The Julius Caesar problem is the problem of supplying a criterion of application for 'number', and thereby setting it up as the concept of a genuine sort of object. (Why is Julius Caesar not a number?)

Clarification

This refers to Frege's Grundlagen §66

Gist of Idea

The Julius Caesar problem asks for a criterion for the concept of a 'number'

Source

B Hale / C Wright (Logicism in the 21st Century [2007], 3)

Book Ref

'Oxf Handbk of Philosophy of Maths and Logic', ed/tr. Shapiro,Stewart [OUP 2007], p.179


A Reaction

One response would be to deny that numbers are objects. Another would be to derive numbers from their application in counting objects, rather than the other way round. I suspect that the problem only real bothers platonists. Serves them right.

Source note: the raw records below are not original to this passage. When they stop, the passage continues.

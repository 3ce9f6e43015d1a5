//! Friction challenges: site-override challenges and typed confirmation
//! for destructive changes.

pub mod challenge;
pub mod confirm;
pub mod engine;
pub mod math;

pub use challenge::{Attempt, Challenge, ChallengeKind, WAIT_SECS};
pub use confirm::{ConfirmationPrompt, DestructiveAction, InputMethod};
pub use engine::{ChallengeOutcome, FrictionEngine};
pub use math::{MathProblem, MathTier};
//! CSV import.
//!
//! Accepted shape, one rule per line:
//!
//! ```text
//! Domain,Group,Mode
//! facebook.com,Social,hard
//! reddit.com,,friction
//! ```
//!
//! The header row is optional and matched case-insensitively. Blank lines
//! and lines starting with `#` are ignored. An empty group means
//! `General`, an empty mode means `hard`. Any malformed line fails the
//! whole file so nothing is half-imported.

use super::mode::BlockMode;
use super::store::ImportEntry;
use crate::domain::{is_valid_hostname, normalize};
use crate::error::{CoreError, Result};

/// Parse CSV text into import entries.
pub fn parse_csv(text: &str) -> Result<Vec<ImportEntry>> {
    let mut entries = Vec::new();
    let mut header_seen = false;

    for (idx, raw) in text.lines().enumerate() {
        let line_no = idx + 1;
        let line = raw.trim().trim_start_matches('\u{feff}');
        if line.is_empty() || line.starts_with('#') {
            continue;
        }

        let fields = split_line(line).map_err(|message| CoreError::InvalidImport {
            line: line_no,
            message,
        })?;

        if !header_seen && entries.is_empty() && is_header(&fields) {
            header_seen = true;
            continue;
        }

        if fields.len() > 3 {
            return Err(CoreError::InvalidImport {
                line: line_no,
                message: format!("expected at most 3 columns, found {}", fields.len()),
            });
        }

        let domain = normalize(&fields[0]);
        if domain.is_empty() {
            return Err(CoreError::InvalidImport {
                line: line_no,
                message: "domain is empty".to_string(),
            });
        }
        if !is_valid_hostname(&domain) {
            return Err(CoreError::InvalidImport {
                line: line_no,
                message: format!("{domain:?} is not a valid hostname"),
            });
        }

        let group = fields
            .get(1)
            .map(|g| g.trim())
            .filter(|g| !g.is_empty())
            .map(String::from);

        let mode = match fields.get(2).map(|m| m.trim()) {
            None | Some("") => BlockMode::Hard,
            Some(m) => BlockMode::migrate(m).map_err(|e| CoreError::InvalidImport {
                line: line_no,
                message: e.to_string(),
            })?,
        };

        entries.push(ImportEntry {
            domain,
            group,
            mode,
        });
    }

    Ok(entries)
}

fn is_header(fields: &[String]) -> bool {
    fields
        .first()
        .is_some_and(|f| f.trim().eq_ignore_ascii_case("domain"))
}

/// Split one CSV record. Supports double-quoted fields with `""` escapes.
fn split_line(line: &str) -> std::result::Result<Vec<String>, String> {
    let mut fields = Vec::new();
    let mut current = String::new();
    let mut in_quotes = false;
    let mut chars = line.chars().peekable();

    while let Some(c) = chars.next() {
        match c {
            '"' if in_quotes => {
                if chars.peek() == Some(&'"') {
                    current.push('"');
                    chars.next();
                } else {
                    in_quotes = false;
                }
            }
            '"' if current.trim().is_empty() => {
                current.clear();
                in_quotes = true;
            }
            ',' if !in_quotes => {
                fields.push(std::mem::take(&mut current).trim().to_string());
            }
            _ => current.push(c),
        }
    }
    if in_quotes {
        return Err("unterminated quoted field".to_string());
    }
    fields.push(current.trim().to_string());
    Ok(fields)
}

The 5 ideas from 'Logicism in the 21st Century'

Neo-logicism founds arithmetic on Hume's Principle along with second-order logic [Hale/Wright]
One first-order abstraction principle is Frege's definition of 'direction' in terms of parallel lines [Hale/Wright]
Logicism might also be revived with a quantificational approach, or an abstraction-free approach [Hale/Wright]
The Julius Caesar problem asks for a criterion for the concept of a 'number' [Hale/Wright]
Logicism is only noteworthy if logic has a privileged position in our ontology and epistemology [Hale/Wright]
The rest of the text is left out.